Paulson and the American Academy of Pediatrics (AAP) recommend a host of reforms to the 1976 law, including the elimination of grandfathering; a shift in the burden of proof; a requirement that chemicals be tested both before and after they come to market; a separate analysis of how chemicals affect both adults and kids; and a grant of more direct power to the EPA to order testing. The scientists also want to allow whole classes of chemicals to be tested at once, as opposed to a separate process for each of the 80,000 substances out there. The slow, one-at-a-time scrutiny required by the current system makes an already cumbersome law all-but unusable.
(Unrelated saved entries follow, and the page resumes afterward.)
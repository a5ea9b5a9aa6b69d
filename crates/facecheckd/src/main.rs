use anyhow::{Context, Result};
use tracing_subscriber::EnvFilter;

mod config;
mod dbus_interface;
mod engine;
mod store;

use config::{BusKind, Config};
use dbus_interface::{FaceCheckService, BUS_NAME, OBJECT_PATH};

#[tokio::main]
async fn main() -> Result<()> {
    tracing_subscriber::fmt()
        .with_env_filter(EnvFilter::from_default_env())
        .init();

    tracing::info!("facecheckd starting");

    let config = Config::load().context("failed to load configuration")?;
    tracing::info!(
        model_dir = %config.model_dir.display(),
        reference_dir = %config.reference_dir.display(),
        metric = ?config.distance_metric,
        threshold = config.match_threshold,
        bus = ?config.bus,
        "configuration loaded"
    );

    let engine = engine::spawn_engine(&config).context("failed to start engine")?;
    let bus = config.bus;
    let service = FaceCheckService::new(engine, config);

    let builder = match bus {
        BusKind::Session => zbus::connection::Builder::session()?,
        BusKind::System => zbus::connection::Builder::system()?,
    };
    let _connection = builder
        .name(BUS_NAME)?
        .serve_at(OBJECT_PATH, service)?
        .build()
        .await
        .with_context(|| format!("failed to register {BUS_NAME} on the {bus:?} bus"))?;

    tracing::info!(name = BUS_NAME, path = OBJECT_PATH, "facecheckd ready");

    // Keep running until signaled
    tokio::signal::ctrl_c().await?;
    tracing::info!("facecheckd shutting down");

    Ok(())
}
Surprisingly, industry is on board with the reforms — sort of. “While children in the U.S. can expect to live longer, healthier lives than at any other point in history,” said the American Chemical Council (ACC) in a statement, “we agree that the [TSCA] needs to be modernized to further ensure the safe use of chemicals and the innovation of new products.”

Sen. Frank Lautenberg (D, NJ) has introduced a bill to do just that, but the ACC will not go so far as to endorse the legislation — in fact it actively opposes it, claiming, among other things, that it doesn’t do a good enough job of clarifying what the exposure pathways are and how to measure one-time versus aggregate exposure. Those may be legitimate concerns, but it also sounds like gentle obstructionism. “We want to get a better understanding of what is occurring and what the ramifications are,” says ACC spokesman Scott Jensen — a let’s-study-the-problem-first strategy that industries facing regulation often use.

Jensen also argues — also defensibly — that no bill that shakes up industry too much is going to have a very good shot  in a regulation-hostile Congress now partly controlled by the GOP. But it’s industry itself that puts the pressure on legislators. If the ACC signed onto Lautenberg’s bill, the lawmakers might too.

Still, even if the Lautenberg bill never becomes the Lautenberg law, the TCSA, as written, is likely not long for the books. Chemistry — even lots and lots of chemistry — can be fine, provided there’s lots of oversight that goes along with it.